Dialing it back some, the generator also provides more plausible — though still fictional — Netflix categories, such as "Road Trip Courtroom Movies For Hopeless Romantics" and "Prison Slapstick Satires." (The real Netflix, Madrigal writes, employs no more than five descriptors in any category, as a general rule.)
I was on my seventh or eighth category before I realized something interesting. Stick a number in front of the category title and you wind up with a BuzzFeed headline. Try it: 4 Talking-Animal Spiritual Slashers From the 1940s. 15 Rogue-Cop Thrillers About Fame. 101 Disney Sexual-Awakening Animations From the 1960s.
Netflix's actual categories are far more tame. But as Madrigal points out, the craziest ones the generator comes up with ("Gonzo") are essentially begging to be made and shared.
The second you read one, don't you just want that movie to exist? Can't you just imagine it? All that to say, Gonzo, for me, is films that should exist but won't. Or at least pitches that should exist and might soon.
This exercise may actually reveal less about Netflix than it does about BuzzFeed. BuzzFeed is the king of viral headlines (perhaps second only to Upworthy), so it's only natural that its signature way of promoting things might spread to other content peddlers. More interesting, though, is what specificity does.
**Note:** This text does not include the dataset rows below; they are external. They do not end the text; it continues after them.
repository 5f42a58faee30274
//! Schema-aware attribute assembly.

use crate::audit::{Attr, AttrValue};
use crate::format::{Field, Schema};

/// Accumulates attributes keyed by schema field names.
///
/// Fields the schema maps to an empty name are dropped on insertion, so a
/// suppressed field never reaches the sink.
pub struct RecordBuilder<'a> {
    schema: &'a Schema,
    attrs: Vec<Attr>,
}

impl<'a> RecordBuilder<'a> {
    pub fn new(schema: &'a Schema) -> Self {
        Self {
            schema,
            attrs: Vec::with_capacity(24),
        }
    }

    /// Add a semantic field.
    pub fn field(&mut self, field: Field, value: impl Into<AttrValue>) -> &mut Self {
        let key = self.schema.field(field);
        if !key.is_empty() {
            self.attrs.push(Attr::new(key, value));
        }
        self
    }

    /// Add a semantic field whose value is a group of attributes.
    /// Empty groups are omitted.
    pub fn group(&mut self, field: Field, attrs: Vec<Attr>) -> &mut Self {
        if !attrs.is_empty() {
            self.field(field, AttrValue::Group(attrs));
        }
        self
    }

    /// Add free-form attributes as-is. Attributes with empty keys are dropped.
    pub fn extend(&mut self, attrs: impl IntoIterator<Item = Attr>) -> &mut Self {
        self.attrs
            .extend(attrs.into_iter().filter(|a| !a.key.is_empty()));
        self
    }

    /// Finish, nesting delimited keys when the schema asks for it.
    pub fn build(self) -> Vec<Attr> {
        match self.schema.group_delimiter() {
            Some(delimiter) => group_attrs(self.attrs, delimiter),
            None => self.attrs,
        }
    }
}

/// Nest `group<delim>leaf` keys into `group: {leaf: ..}` objects.
///
/// Ungrouped attributes keep their position; each group is placed where its
/// first member appeared.
pub fn group_attrs(attrs: Vec<Attr>, delimiter: &str) -> Vec<Attr> {
    let mut result: Vec<Attr> = Vec::with_capacity(attrs.len());

    for attr in attrs {
        let Some((prefix, leaf)) = attr.key.split_once(delimiter) else {
            result.push(attr);
            continue;
        };
        let leaf = Attr {
            key: leaf.to_string(),
            value: attr.value,
        };

        let existing = result.iter_mut().find(|a| {
            a.key == prefix && matches!(a.value, AttrValue::Group(_))
        });
        match existing {
            Some(Attr {
                value: AttrValue::Group(members),
                ..
            }) => members.push(leaf),
            _ => result.push(Attr::group(prefix, vec![leaf])),
        }
    }

    result
}
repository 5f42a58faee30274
//! Configuration loading from disk.

use std::fs;
use std::path::Path;

use thiserror::Error;

use crate::config::schema::AppConfig;
use crate::config::validation::{validate_config, ValidationError};

/// Error type for configuration loading.
#[derive(Debug, Error)]
pub enum ConfigError {
    #[error("IO error: {0}")]
    Io(#[from] std::io::Error),

    #[error("Parse error: {0}")]
    Parse(#[from] toml::de::Error),

    #[error("Validation failed: {}", join(.0))]
    Validation(Vec<ValidationError>),
}

fn join(errors: &[ValidationError]) -> String {
    errors
        .iter()
        .map(ToString::to_string)
        .collect::<Vec<_>>()
        .join(", ")
}

/// Parse and validate configuration from TOML text.
pub fn parse_config(content: &str) -> Result<AppConfig, ConfigError> {
    let config: AppConfig = toml::from_str(content)?;
    validate_config(&config).map_err(ConfigError::Validation)?;
    Ok(config)
}

/// Load and validate configuration from a TOML file.
pub fn load_config(path: &Path) -> Result<AppConfig, ConfigError> {
    let content = fs::read_to_string(path)?;
    parse_config(&content)
}
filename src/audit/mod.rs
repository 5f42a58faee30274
//! Audit record subsystem.
//!
//! # Data Flow
//! ```text
//! request enters
//!     → pipeline.rs Auditor::begin (record + capture flags)
//!     → handle.rs (capability published to handlers)
//!     → handler returns, panics or is abandoned
//!     → classify.rs (method, status → level)
//!     → cooldown.rs (quiet-down windows)
//!     → pipeline.rs render → sink
//! ```
//!
//! # Design Decisions
//! - Exactly one emission per request: the record lives in a single slot
//!   and whoever takes it out emits it
//! - Severity is derived from the response, never set directly; handlers
//!   can only move the level floor

pub mod attr;
pub mod classify;
pub mod cooldown;
pub mod handle;
pub mod level;
pub mod pipeline;
pub mod record;

pub use attr::{attrs_to_map, Attr, AttrValue};
pub use classify::classify;
pub use cooldown::QuietDown;
pub use handle::{
    current, enable_request_body_capture, enable_response_body_capture, set_attrs, set_error,
    set_level, try_current, AuditHandle,
};
pub use level::{Level, ParseLevelError};
pub use pipeline::{Auditor, ExtraAttrs, Hooks, RequestPredicate, SkipPredicate, CLIENT_ABORTED};
pub use record::{AuditRecord, PanicInfo, ResponseSnapshot, SourceLocation};
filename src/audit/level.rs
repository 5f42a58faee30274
//! Severity levels for audit records.

use std::fmt;
use std::str::FromStr;

use serde::{Deserialize, Serialize};

/// Severity of an audit record.
///
/// Ordered from least to most severe, so `Level::Warn > Level::Info`.
#[derive(Debug, Clone, Copy, PartialEq, Eq, PartialOrd, Ord, Hash, Default, Serialize, Deserialize)]
#[serde(try_from = "String", into = "String")]
pub enum Level {
    Debug,
    #[default]
    Info,
    Warn,
    Error,
}

impl Level {
    /// Upper-case name as written into records.
    pub fn as_str(&self) -> &'static str {
        match self {
            Level::Debug => "DEBUG",
            Level::Info => "INFO",
            Level::Warn => "WARN",
            Level::Error => "ERROR",
        }
    }
}

impl fmt::Display for Level {
    fn fmt(&self, f: &mut fmt::Formatter<'_>) -> fmt::Result {
        f.write_str(self.as_str())
    }
}

/// Error returned when parsing an unknown level name.
#[derive(Debug, Clone, PartialEq, Eq, thiserror::Error)]
#[error("unknown log level {0:?} (expected debug, info, warn or error)")]
pub struct ParseLevelError(pub String);

impl FromStr for Level {
    type Err = ParseLevelError;

    fn from_str(s: &str) -> Result<Self, Self::Err> {
        match s.trim().to_ascii_uppercase().as_str() {
            "DEBUG" => Ok(Level::Debug),
            "INFO" => Ok(Level::Info),
            "WARN" | "WARNING" => Ok(Level::Warn),
            "ERROR" => Ok(Level::Error),
            _ => Err(ParseLevelError(s.to_string())),
        }
    }
}

impl TryFrom<String> for Level {
    type Error = ParseLevelError;

    fn try_from(value: String) -> Result<Self, ParseLevelError> {
        value.parse()
    }
}

impl From<Level> for String {
    fn from(level: Level) -> Self {
        level.as_str().to_ascii_lowercase()
    }
}

impl From<Level> for tracing::Level {
    fn from(level: Level) -> Self {
        match level {
            Level::Debug => tracing::Level::DEBUG,
            Level::Info => tracing::Level::INFO,
            Level::Warn => tracing::Level::WARN,
            Level::Error => tracing::Level::ERROR,
        }
    }
}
The more specific a headline or category tag, the more likely it is you'll find exactly the sort of person who's interested in it — and roping them in like that is a surefire way of getting them to come back.
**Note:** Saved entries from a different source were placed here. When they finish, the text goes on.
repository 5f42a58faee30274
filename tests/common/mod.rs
//! Shared utilities for integration tests.

#![allow(dead_code)]

use std::sync::{Arc, Mutex};
use std::time::Duration;

use axum::body::Body;
use axum::http::{Request, Response};
use axum::Router;
use http_body_util::BodyExt;
use serde_json::Value;
use tower::ServiceExt;

use request_audit::audit::attrs_to_map;
use request_audit::{Attr, AuditConfig, AuditSink, Level, RequestAuditLayer};

/// One record as seen by the sink.
#[derive(Debug, Clone)]
pub struct Emitted {
    pub level: Level,
    pub message: String,
    pub attrs: Vec<Attr>,
}

impl Emitted {
    /// Attributes rendered as a JSON object.
    pub fn json(&self) -> Value {
        Value::Object(attrs_to_map(&self.attrs))
    }

    pub fn keys(&self) -> Vec<&str> {
        self.attrs.iter().map(|a| a.key.as_str()).collect()
    }
}

/// Sink that keeps every record in memory.
#[derive(Default)]
pub struct MemorySink {
    min_level: Option<Level>,
    records: Mutex<Vec<Emitted>>,
}

impl MemorySink {
    pub fn with_min_level(level: Level) -> Self {
        Self {
            min_level: Some(level),
            records: Mutex::default(),
        }
    }

    pub fn records(&self) -> Vec<Emitted> {
        self.records.lock().unwrap().clone()
    }

    pub fn len(&self) -> usize {
        self.records.lock().unwrap().len()
    }

    /// Wait until `n` records arrived, for emissions that trail the response.
    pub async fn wait_for(&self, n: usize) -> Vec<Emitted> {
        for _ in 0..100 {
            if self.len() >= n {
                break;
            }
            tokio::time::sleep(Duration::from_millis(10)).await;
        }
        self.records()
    }
}

impl AuditSink for MemorySink {
    fn enabled(&self, level: Level) -> bool {
        self.min_level.map_or(true, |min| level >= min)
    }

    fn emit(&self, level: Level, message: &str, attrs: &[Attr]) {
        self.records.lock().unwrap().push(Emitted {
            level,
            message: message.to_string(),
            attrs: attrs.to_vec(),
        });
    }
}

/// Wrap `app` in an audit layer writing to a fresh [`MemorySink`].
pub fn audited(app: Router, config: AuditConfig) -> (Router, Arc<MemorySink>) {
    audited_with(app, config, |layer| layer)
}

/// Like [`audited`], with the layer customised by `build` (hooks, schema).
pub fn audited_with<F>(app: Router, config: AuditConfig, build: F) -> (Router, Arc<MemorySink>)
where
    F: FnOnce(RequestAuditLayer) -> RequestAuditLayer,
{
    let sink = Arc::new(MemorySink::default());
    let layer = build(RequestAuditLayer::new(config, sink.clone()));
    (app.layer(layer), sink)
}

/// Drive one request through `app` in-process.
pub async fn send(app: &Router, req: Request<Body>) -> Response<Body> {
    app.clone().oneshot(req).await.unwrap()
}

/// Collect a response body, completing the audited stream.
pub async fn body_text(res: Response<Body>) -> String {
    let bytes = res.into_body().collect().await.unwrap().to_bytes();
    String::from_utf8(bytes.to_vec()).unwrap()
}

pub fn get(uri: &str) -> Request<Body> {
    Request::get(uri).body(Body::empty()).unwrap()
}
It also suggests that the use of data almost automatically drives us toward BuzzFeed-style headlines as companies try to micro-target customers as specifically as they can, packing more and more descriptors into their attempts to reach just the right audience at the right time. Netflix prevents this only because of its artificial cap on the number of descriptors it's allowed to use. But in a world unshackled by rules, it's easy to see how we wind up at "Space-Travel Tearjerkers Set in Biblical Times From the 1920s About Couples."